The three judge appeals court is meeting for the first time. How come there haven't been any prior cases?

"The FISA review court was created by Congress along with the Foreign Intelligence Surveillance Court in 1978 to authorize search and surveillance warrants for foreign intelligence targets. The review court has never convened because the lower court, known as the FISA court, has never turned down a government surveillance request. The court has approved approximately 13,000 applications since its inception. And just once, in 1997, the government withdrew a request that the court had found deficient. "

The issue the appeals court will be deciding is this:"Does the USA Patriot Act remove or merely loosen previous constraints on the coordination between prosecutors and intelligence gatherers."

Many groups would like to file an amicus (friend of court) brief with the court on the issue. But there is no legal process by which they can intervene to do so.

Who's on this appeals court? "The review panel is now made up of three senior judges: Ralph Guy of the 6th U.S. Circuit Court of Appeals, Edward Leavy of the 9th Circuit, and Laurence Silberman of the D.C. Circuit. "

Law Professor Jonathan Turley is highly critical of the process, and we share in his concerns. He says, "To call this a court of appeals is to stretch the conventional definition of an appeals process....In a real court of appeals you would have a collection of opposing views. You would also have an argument that would occur in public so citizens could judge the merits of the government's position."

What's the big deal about this? In a nutshell, the FISA court was created to allow officials to obtain evidence pertaining to intelligence activities upon a less stringent showing than is required to get a search or surveillance warrant for criminal law violations. It required that the primary purpose of any application be to obtain intelligence information.

Along comes the draft of the Patriot Act. Ashcroft initially requested that the requirement that intelligence gathering be the primary purpose of the application be reduced to simply "a purpose" from "the primary purpose."
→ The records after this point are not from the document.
//! Valuation event watching
//!
//! Polling-based listeners for the three valuation events. Each subscription runs
//! as its own tokio task and lives until the receiving side is dropped.
//!
//! ## Usage
//!
//! ```ignore
//! let watcher = ValuationEventWatcher::new(provider, contract_address, config);
//! let mut rx = watcher.subscribe(ValuationKind::Average).await?;
//! while let Some(value) = rx.recv().await { ... }
//! ```

use alloy::{
    primitives::{Address, U256},
    providers::{Provider, RootProvider},
    rpc::types::{Filter, Log},
    transports::http::{Client, Http},
};
use async_trait::async_trait;
use std::sync::Arc;
use std::time::Duration;
use tokio::sync::mpsc;
use tracing::{debug, info, warn};

use crate::error::BridgeError;
use crate::evm::events::{event_topic, parse_valuation_log, ValuationUpdatedEvent};
use crate::provider::EventSubscription;
use crate::state::ValuationKind;

/// Buffered deliveries per subscription before the poller waits on the consumer
const SUBSCRIPTION_BUFFER: usize = 64;

/// Event watcher configuration
#[derive(Debug, Clone)]
pub struct WatcherConfig {
    /// Poll interval between checks
    pub poll_interval: Duration,
    /// Maximum block range per query (to avoid RPC limits)
    pub max_block_range: u64,
}

impl Default for WatcherConfig {
    fn default() -> Self {
        Self {
            poll_interval: Duration::from_secs(2),
            max_block_range: 10_000,
        }
    }
}

/// Node reads the watcher depends on
#[async_trait]
pub trait LogSource: Send + Sync {
    async fn block_number(&self) -> eyre::Result<u64>;

    /// Logs for `kind` in the inclusive range `from_block..=to_block`
    async fn valuation_logs(
        &self,
        kind: ValuationKind,
        from_block: u64,
        to_block: u64,
    ) -> eyre::Result<Vec<Log>>;
}

/// `eth_blockNumber` / `eth_getLogs` over HTTP
pub struct RpcLogSource {
    provider: RootProvider<Http<Client>>,
    contract_address: Address,
}

impl RpcLogSource {
    pub fn new(provider: RootProvider<Http<Client>>, contract_address: Address) -> Self {
        Self {
            provider,
            contract_address,
        }
    }
}

#[async_trait]
impl LogSource for RpcLogSource {
    async fn block_number(&self) -> eyre::Result<u64> {
        Ok(self.provider.get_block_number().await?)
    }

    async fn valuation_logs(
        &self,
        kind: ValuationKind,
        from_block: u64,
        to_block: u64,
    ) -> eyre::Result<Vec<Log>> {
        let filter = Filter::new()
            .address(self.contract_address)
            .event_signature(event_topic(kind))
            .from_block(from_block)
            .to_block(to_block);

        Ok(self.provider.get_logs(&filter).await?)
    }
}

/// Split `from_block..=to_block` into inclusive ranges of at most `max_range` blocks
pub fn block_chunks(
    from_block: u64,
    to_block: u64,
    max_range: u64,
) -> impl Iterator<Item = (u64, u64)> {
    let span = max_range.max(1) - 1;
    let mut next = Some(from_block).filter(|&from| from <= to_block);

    std::iter::from_fn(move || {
        let start = next?;
        let end = start.saturating_add(span).min(to_block);
        next = if end < to_block { Some(end + 1) } else { None };
        Some((start, end))
    })
}

/// Watcher for valuation contract events
#[derive(Clone)]
pub struct ValuationEventWatcher {
    source: Arc<dyn LogSource>,
    contract_address: Address,
    config: WatcherConfig,
}

impl ValuationEventWatcher {
    pub fn new(
        provider: RootProvider<Http<Client>>,
        contract_address: Address,
        config: WatcherConfig,
    ) -> Self {
        Self::with_source(
            Arc::new(RpcLogSource::new(provider, contract_address)),
            contract_address,
            config,
        )
    }

    pub fn with_source(
        source: Arc<dyn LogSource>,
        contract_address: Address,
        config: WatcherConfig,
    ) -> Self {
        Self {
            source,
            contract_address,
            config,
        }
    }

    pub async fn get_current_block(&self) -> Result<u64, BridgeError> {
        self.source
            .block_number()
            .await
            .map_err(|e| BridgeError::QueryFailure(format!("Failed to get block number: {}", e)))
    }

    /// Poll for `kind` events in an inclusive block range, chunked by `max_block_range`
    pub async fn poll_value_events(
        &self,
        kind: ValuationKind,
        from_block: u64,
        to_block: u64,
    ) -> Result<Vec<ValuationUpdatedEvent>, BridgeError> {
        let mut events = Vec::new();

        for (chunk_from, chunk_to) in block_chunks(from_block, to_block, self.config.max_block_range)
        {
            let logs = self
                .source
                .valuation_logs(kind, chunk_from, chunk_to)
                .await
                .map_err(|e| BridgeError::EventDelivery {
                    event: kind.event_name(),
                    message: format!(
                        "Failed to get logs from block {} to {}: {}",
                        chunk_from, chunk_to, e
                    ),
                })?;

            for log in &logs {
                match parse_valuation_log(kind, log) {
                    Some(event) => events.push(event),
                    None => warn!(
                        event = kind.event_name(),
                        block = ?log.block_number,
                        tx = ?log.transaction_hash,
                        "Failed to parse valuation event from log"
                    ),
                }
            }
        }

        if !events.is_empty() {
            debug!(
                event = kind.event_name(),
                count = events.len(),
                from = from_block,
                to = to_block,
                "Found valuation events"
            );
        }

        Ok(events)
    }

    /// Register a listener for `kind` starting after the current block.
    ///
    /// Fails only if the starting block cannot be read. Later RPC failures are
    /// delivered on the subscription as `EventDelivery` errors.
    pub async fn subscribe(&self, kind: ValuationKind) -> Result<EventSubscription, BridgeError> {
        let start_block = self
            .get_current_block()
            .await
            .map_err(|e| BridgeError::EventDelivery {
                event: kind.event_name(),
                message: e.to_string(),
            })?;

        let (tx, rx) = mpsc::channel(SUBSCRIPTION_BUFFER);
        let watcher = self.clone();

        info!(
            event = kind.event_name(),
            contract = %self.contract_address,
            start_block = start_block,
            "Valuation listener registered"
        );

        tokio::spawn(async move {
            watcher.poll_loop(kind, start_block, tx).await;
        });

        Ok(rx)
    }

    async fn poll_loop(
        &self,
        kind: ValuationKind,
        start_block: u64,
        tx: mpsc::Sender<Result<U256, BridgeError>>,
    ) {
        let mut last_block = start_block;

        loop {
            tokio::select! {
                _ = tx.closed() => break,
                _ = tokio::time::sleep(self.config.poll_interval) => {}
            }

            match self.poll_step(kind, last_block, &tx).await {
                Some(block) => last_block = block,
                None => break,
            }
        }

        debug!(event = kind.event_name(), "Valuation listener stopped");
    }

    /// One poll past `last_block`.
    ///
    /// Returns the last fully processed block, which only moves forward when every
    /// log in the range was fetched. `None` means the receiver is gone.
    async fn poll_step(
        &self,
        kind: ValuationKind,
        last_block: u64,
        tx: &mpsc::Sender<Result<U256, BridgeError>>,
    ) -> Option<u64> {
        let current_block = match self.get_current_block().await {
            Ok(block) => block,
            Err(e) => {
                let delivery = BridgeError::EventDelivery {
                    event: kind.event_name(),
                    message: e.to_string(),
                };
                tx.send(Err(delivery)).await.ok()?;
                return Some(last_block);
            }
        };

        if current_block <= last_block {
            return Some(last_block);
        }

        match self
            .poll_value_events(kind, last_block + 1, current_block)
            .await
        {
            Ok(events) => {
                for event in events {
                    debug!(
                        event = kind.event_name(),
                        value = %event.value,
                        block = event.block_number,
                        tx_hash = %event.tx_hash,
                        "Valuation event received"
                    );
                    tx.send(Ok(event.value)).await.ok()?;
                }
                Some(current_block)
            }
            Err(e) => {
                tx.send(Err(e)).await.ok()?;
                Some(last_block)
            }
        }
    }
}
Congress balked and a compromise was worked out. The final Patriot Act language (which is now law) requires FISA court warrants be issued only for applications that allege intelligence gathering is a "significant purpose" of the request.

Ashcroft's twisted interpretation of this change is that law enforcement purposes can now be the primary purpose of a FISA warrant request. And in May, 2002, he approved guidelines providing that prosecutors may "advise intelligence officials on the initiation, operation, continuation, or expansion of FISA searches or surveillance."

The lower FISA Court cried foul, finding that "such extensive collaboration would amount to law enforcement 'directing FISA surveillances and searches from start to finish,' which it considers illegal. "

The reason for the appeal of the FISA court's ruling is that "the FISA court based its decision on peripheral provisions of FISA left unchanged by the Patriot Act. The Justice Department asserts that FISA surveillance can now be used more extensively for law enforcement purposes" as a result of the new Patriot Act language.

So the never-before used appeals court has to decide the issue. With only the Justice Department allowed to present its case before it. And no one arguing against its position.

"Civil liberties advocates call the Justice Department's position 'a bait and switch.'" According to Turley, "The whole point of that compromise [with Congress] was to deny use of FISA in investigations that were principally law enforcement. After agreeing to compromise in congressional proceedings, they went on in secret to implement what was originally refused by Congress."

We hope this is clear. It's a complicated issue but the result is that once again Justice is attempting an end-run around our contstitutional right to be free from unreasonable searches and seizures and the Fourth Amendment's and Title III's strict warrant requirements.

In other words, if the government gets a FISA court warrant, they don't have to show either probable cause of the commission of a crime or probable cause that evidence of a crime is likely to be uncovered by the intrusion. In a criminal court, such a showing would have to be made before the government could search our homes or businesses or wiretap our phones.

Which brings us back to, what kind of appeal will this be with no one to argue against the Justice Department?

Certainly not a fair one.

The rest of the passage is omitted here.